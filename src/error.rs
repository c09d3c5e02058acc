//! Error types for store operations
//!
//! The display strings double as reply texts, so the command layer can turn
//! any `StoreError` straight into an error reply.

use thiserror::Error;

/// Errors returned by typed keyspace operations.
///
/// Every operation validates before it mutates: when one of these is
/// returned, the store is unchanged.
#[derive(Debug, Clone, PartialEq, Eq, Error)]
pub enum StoreError {
    /// The key holds a value of another type.
    #[error("WRONGTYPE Operation against a key holding the wrong kind of value")]
    TypeMismatch,

    /// The stored value (or an argument) does not parse as an i64.
    #[error("ERR value is not an integer or out of range")]
    NotAnInteger,

    /// The stored value (or an argument) does not parse as a finite float.
    #[error("ERR value is not a valid float")]
    NotAFloat,

    /// An integer increment left the i64 range.
    #[error("ERR increment or decrement would overflow")]
    Overflow,

    /// A batch write named the same key twice.
    #[error("ERR duplicate key in batch set")]
    DuplicateKey,

    /// Start/stop indices could not be read as integers.
    #[error("ERR value is not an integer or out of range")]
    InvalidRange,

    /// A string write exceeded the configured maximum length.
    #[error("ERR string exceeds maximum allowed size")]
    ValueTooLarge,

    /// A numeric argument is outside the accepted domain.
    #[error("ERR value is out of range, {0}")]
    OutOfRange(String),

    /// Malformed option list.
    #[error("ERR syntax error")]
    Syntax,

    /// A stream id that is not `ms-seq`, `ms` or `*`.
    #[error("ERR Invalid stream ID specified as stream command argument")]
    InvalidStreamId,

    /// An explicit stream id not greater than the last one.
    #[error("ERR The ID specified in XADD is equal or smaller than the target stream top item")]
    StreamIdTooSmall,
}

/// Result alias used across the store.
pub type StoreResult<T> = Result<T, StoreError>;

#[cfg(test)]
mod tests {
    use super::*;

    #[test]
    fn test_wrongtype_message() {
        assert_eq!(
            StoreError::TypeMismatch.to_string(),
            "WRONGTYPE Operation against a key holding the wrong kind of value"
        );
    }

    #[test]
    fn test_out_of_range_message() {
        let err = StoreError::OutOfRange("must be positive".into());
        assert_eq!(err.to_string(), "ERR value is out of range, must be positive");
    }
}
━━━━
What you have to do
Go through the listing and say how many lines contain the string "stored", offering only the number.

The completed task
2